§ AIM OF THE TASK:
Write out the complete data exactly as written.

══════════════════════════════

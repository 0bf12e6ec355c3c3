//! Filter stage: reduce the spot collection to the active category or deal subset.
//!
//! Category tabs arrive as their display labels. The label is mapped to an internal
//! [`Category`] through a fixed table; an unknown label filters nothing.

use crate::{Category, DealIndex, Spot};

/// Label of the "all categories" tab.
pub const ALL_CATEGORIES_LABEL: &str = "전체";

// Display label -> category key
const CATEGORY_LABELS: &[(&str, Category)] = &[
    ("체험", Category::Experience),
    ("문화", Category::Culture),
    ("맛집", Category::Restaurant),
    ("카페", Category::Cafe),
];

/// Active filter selection of the list view.
#[derive(Debug, Clone, PartialEq, Eq)]
#[cfg_attr(feature = "ffi", derive(uniffi::Record))]
pub struct SpotFilter {
    /// Display label of the selected category tab
    pub active_category: String,
    /// Show only spots with an active deal (overrides the category)
    pub show_deals_only: bool,
}

impl Default for SpotFilter {
    fn default() -> Self {
        Self {
            active_category: ALL_CATEGORIES_LABEL.to_string(),
            show_deals_only: false,
        }
    }
}

impl SpotFilter {
    pub fn category(label: &str) -> Self {
        Self {
            active_category: label.to_string(),
            show_deals_only: false,
        }
    }

    pub fn deals_only() -> Self {
        Self {
            show_deals_only: true,
            ..Self::default()
        }
    }
}

fn is_all_label(label: &str) -> bool {
    label == ALL_CATEGORIES_LABEL || label.eq_ignore_ascii_case("all")
}

/// Map a category display label to its internal key.
pub fn category_from_label(label: &str) -> Option<Category> {
    CATEGORY_LABELS
        .iter()
        .find(|(l, _)| *l == label)
        .map(|(_, category)| *category)
}

/// Apply `filter` to `spots`, preserving input order.
///
/// # Example
/// ```
/// use spot_finder::{Category, DealIndex, Spot, SpotFilter, filter_spots};
///
/// let spots = vec![
///     Spot::new("c1", 37.0, 127.0, Category::Cafe),
///     Spot::new("r1", 37.0, 127.0, Category::Restaurant),
/// ];
/// let cafes = filter_spots(&spots, &SpotFilter::category("카페"), &DealIndex::default());
/// assert_eq!(cafes.len(), 1);
/// assert_eq!(cafes[0].id, "c1");
/// ```
pub fn filter_spots(spots: &[Spot], filter: &SpotFilter, deals: &DealIndex) -> Vec<Spot> {
    if filter.show_deals_only {
        return spots.iter().filter(|s| deals.has_deal(&s.id)).cloned().collect();
    }

    if is_all_label(&filter.active_category) {
        return spots.to_vec();
    }

    match category_from_label(&filter.active_category) {
        Some(category) => spots.iter().filter(|s| s.category == category).cloned().collect(),
        None => spots.to_vec(),
    }
}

══════════════════════════════

§ SOLUTION FOR THIS PROBLEM:
repository 0bf12e6ec355c3c3
//! Filter stage: reduce the spot collection to the active category or deal subset.
//!
//! Category tabs arrive as their display labels. The label is mapped to an internal
//! [`Category`] through a fixed table; an unknown label filters nothing.

use crate::{Category, DealIndex, Spot};

/// Label of the "all categories" tab.
pub const ALL_CATEGORIES_LABEL: &str = "전체";

// Display label -> category key
const CATEGORY_LABELS: &[(&str, Category)] = &[
    ("체험", Category::Experience),
    ("문화", Category::Culture),
    ("맛집", Category::Restaurant),
    ("카페", Category::Cafe),
];

/// Active filter selection of the list view.
#[derive(Debug, Clone, PartialEq, Eq)]
#[cfg_attr(feature = "ffi", derive(uniffi::Record))]
pub struct SpotFilter {
    /// Display label of the selected category tab
    pub active_category: String,
    /// Show only spots with an active deal (overrides the category)
    pub show_deals_only: bool,
}

impl Default for SpotFilter {
    fn default() -> Self {
        Self {
            active_category: ALL_CATEGORIES_LABEL.to_string(),
            show_deals_only: false,
        }
    }
}

impl SpotFilter {
    pub fn category(label: &str) -> Self {
        Self {
            active_category: label.to_string(),
            show_deals_only: false,
        }
    }

    pub fn deals_only() -> Self {
        Self {
            show_deals_only: true,
            ..Self::default()
        }
    }
}

fn is_all_label(label: &str) -> bool {
    label == ALL_CATEGORIES_LABEL || label.eq_ignore_ascii_case("all")
}

/// Map a category display label to its internal key.
pub fn category_from_label(label: &str) -> Option<Category> {
    CATEGORY_LABELS
        .iter()
        .find(|(l, _)| *l == label)
        .map(|(_, category)| *category)
}

/// Apply `filter` to `spots`, preserving input order.
///
/// # Example
/// ```
/// use spot_finder::{Category, DealIndex, Spot, SpotFilter, filter_spots};
///
/// let spots = vec![
///     Spot::new("c1", 37.0, 127.0, Category::Cafe),
///     Spot::new("r1", 37.0, 127.0, Category::Restaurant),
/// ];
/// let cafes = filter_spots(&spots, &SpotFilter::category("카페"), &DealIndex::default());
/// assert_eq!(cafes.len(), 1);
/// assert_eq!(cafes[0].id, "c1");
/// ```
pub fn filter_spots(spots: &[Spot], filter: &SpotFilter, deals: &DealIndex) -> Vec<Spot> {
    if filter.show_deals_only {
        return spots.iter().filter(|s| deals.has_deal(&s.id)).cloned().collect();
    }

    if is_all_label(&filter.active_category) {
        return spots.to_vec();
    }

    match category_from_label(&filter.active_category) {
        Some(category) => spots.iter().filter(|s| s.category == category).cloned().collect(),
        None => spots.to_vec(),
    }
}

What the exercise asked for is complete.